In a large, pooled cohort study from 28 clinical trials (19 trials in psoriasis, five trials in psoriatic arthritis and four trials in AS) of secukinumab involving 12 319 patients, no active cases of TB were reported as an AE for any indication [31]. A recent pooled analysis that combined data from 47 clinical trials of secukinumab, including 30 trials in psoriasis, nine in psoriatic arthritis, and eight in AS, which included a total of 15 644 patients, with an overall exposure of 27 765 PYs, reported that there were rare cases of mycobacterial infections (RR, 0.03/100 PYs). The study also examined post-marketing surveillance data, which encompassed a much larger sample size of 1 159 260 PYs. During this period, TB and latent TB infections (RR 0.02 and 0.008/100 PYs, respectively) with secukinumab treatment were uncommon [32].

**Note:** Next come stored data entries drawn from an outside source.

use std::path::{Path, PathBuf};

use anyhow::Context;
use clap::{Args, Parser, Subcommand};
use tracing_subscriber::EnvFilter;

use fdeb::io::{self, BundledDocument};
use fdeb::{BundleConfig, BundledGraph, Graph, OverflowPolicy, Strategy};

/// Force-directed edge bundling for node-link graphs.
#[derive(Parser)]
#[command(name = "fdeb")]
#[command(version, about, long_about = None)]
struct Cli {
    #[command(subcommand)]
    command: Commands,

    /// Increase log verbosity (-v info, -vv debug)
    #[arg(short, long, global = true, action = clap::ArgAction::Count)]
    verbose: u8,
}

#[derive(Subcommand)]
enum Commands {
    /// Bundle the edges of a graph document
    Bundle(BundleArgs),
    /// Print the default configuration as JSON
    Defaults,
}

#[derive(Args, Debug)]
struct BundleArgs {
    /// Input graph document (.json, .yaml)
    #[arg(short, long)]
    input: PathBuf,

    /// Output JSON file (stdout when absent)
    #[arg(short, long)]
    output: Option<PathBuf>,

    /// Config document (.json, .yaml); flags override its values
    #[arg(short, long)]
    config: Option<PathBuf>,

    #[arg(long, value_enum)]
    strategy: Option<Strategy>,

    /// Run the parallel strategy on the GPU
    #[arg(long)]
    gpu: bool,

    /// Number of cycles after the first
    #[arg(long)]
    cycles: Option<u32>,

    /// Iterations of the first cycle
    #[arg(long)]
    iterations: Option<f64>,

    /// Compatibility threshold
    #[arg(long)]
    threshold: Option<f64>,

    /// Bundling stiffness K
    #[arg(long)]
    stiffness: Option<f64>,

    /// Initial step size S
    #[arg(long)]
    step_size: Option<f64>,

    /// Per-edge compatible edge capacity of the parallel strategy
    #[arg(long)]
    max_compatible: Option<u32>,

    /// Keep the first compatible edges instead of failing on overflow
    #[arg(long)]
    truncate: bool,

    /// Maximum buffer extent of the parallel strategy
    #[arg(long)]
    tile_extent: Option<u32>,
}

impl BundleArgs {
    /// Apply flag overrides on top of `config`
    fn apply(&self, mut config: BundleConfig) -> BundleConfig {
        if let Some(strategy) = self.strategy {
            config.strategy = strategy;
        }
        if self.gpu {
            config.strategy = Strategy::Parallel;
        }
        if let Some(cycles) = self.cycles {
            config.cycles = cycles;
        }
        if let Some(iterations) = self.iterations {
            config.iterations = iterations;
        }
        if let Some(threshold) = self.threshold {
            config.compatibility_threshold = threshold;
        }
        if let Some(stiffness) = self.stiffness {
            config.stiffness = stiffness;
        }
        if let Some(step_size) = self.step_size {
            config.step_size = step_size;
        }
        if let Some(capacity) = self.max_compatible {
            config.max_compatible_edges = capacity;
        }
        if self.truncate {
            config.overflow = OverflowPolicy::Truncate;
        }
        if let Some(extent) = self.tile_extent {
            config.max_extent = Some(extent);
        }
        config
    }
}

fn init_tracing(verbose: u8) {
    let default = match verbose {
        0 => "warn",
        1 => "info",
        _ => "debug",
    };
    let filter = EnvFilter::try_from_default_env().unwrap_or_else(|_| EnvFilter::new(default));
    tracing_subscriber::fmt()
        .with_env_filter(filter)
        .with_writer(std::io::stderr)
        .init();
}

#[cfg(feature = "gpu")]
fn bundle_on_gpu(graph: &Graph, config: &BundleConfig) -> anyhow::Result<BundledGraph> {
    let mut substrate =
        fdeb::gpu::WgpuSubstrate::new().context("failed to initialize GPU substrate")?;
    Ok(fdeb::bundle_with_substrate(graph, config, &mut substrate)?)
}

#[cfg(not(feature = "gpu"))]
fn bundle_on_gpu(_graph: &Graph, _config: &BundleConfig) -> anyhow::Result<BundledGraph> {
    anyhow::bail!("--gpu requires fdeb to be built with the `gpu` feature")
}

fn run_bundle(args: &BundleArgs) -> anyhow::Result<()> {
    let config = match &args.config {
        Some(path) => io::read_config(path)
            .with_context(|| format!("failed to read config {}", path.display()))?,
        None => BundleConfig::default(),
    };
    let config = args.apply(config);

    let graph = io::read_graph(&args.input)
        .with_context(|| format!("failed to read graph {}", args.input.display()))?;

    let bundled = if args.gpu {
        bundle_on_gpu(&graph, &config)?
    } else {
        fdeb::bundle(&graph, &config)?
    };

    let document = BundledDocument::new(&graph, &bundled);
    write_output(&document, args.output.as_deref())?;
    if let Some(output) = &args.output {
        eprintln!(
            "Bundled {} edges into {}",
            document.edges.len(),
            output.display()
        );
    }
    Ok(())
}

fn write_output(document: &BundledDocument, output: Option<&Path>) -> anyhow::Result<()> {
    match output {
        Some(path) => document
            .write(path)
            .with_context(|| format!("failed to write {}", path.display()))?,
        None => println!("{}", document.to_json()?),
    }
    Ok(())
}

fn main() -> anyhow::Result<()> {
    let cli = Cli::parse();
    init_tracing(cli.verbose);

    match cli.command {
        Commands::Bundle(args) => run_bundle(&args)?,
        Commands::Defaults => {
            println!("{}", serde_json::to_string_pretty(&BundleConfig::default())?);
        }
    }

    Ok(())
}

A study reviewing the evidence for TB risk in patients with autoimmune rheumatic diseases treated with JAKis or bDMARDs, other than TNFis, based on randomized controlled trials and long-term extension studies, reported that the risk of TB was generally lower with the use of most of the non-TNFi agents, when compared with TNFis. The study also reported that the risk of de novo TB infection or reactivation of latent TB was low with apremilast, ustekinumab, secukinumab and rituximab treatment [13].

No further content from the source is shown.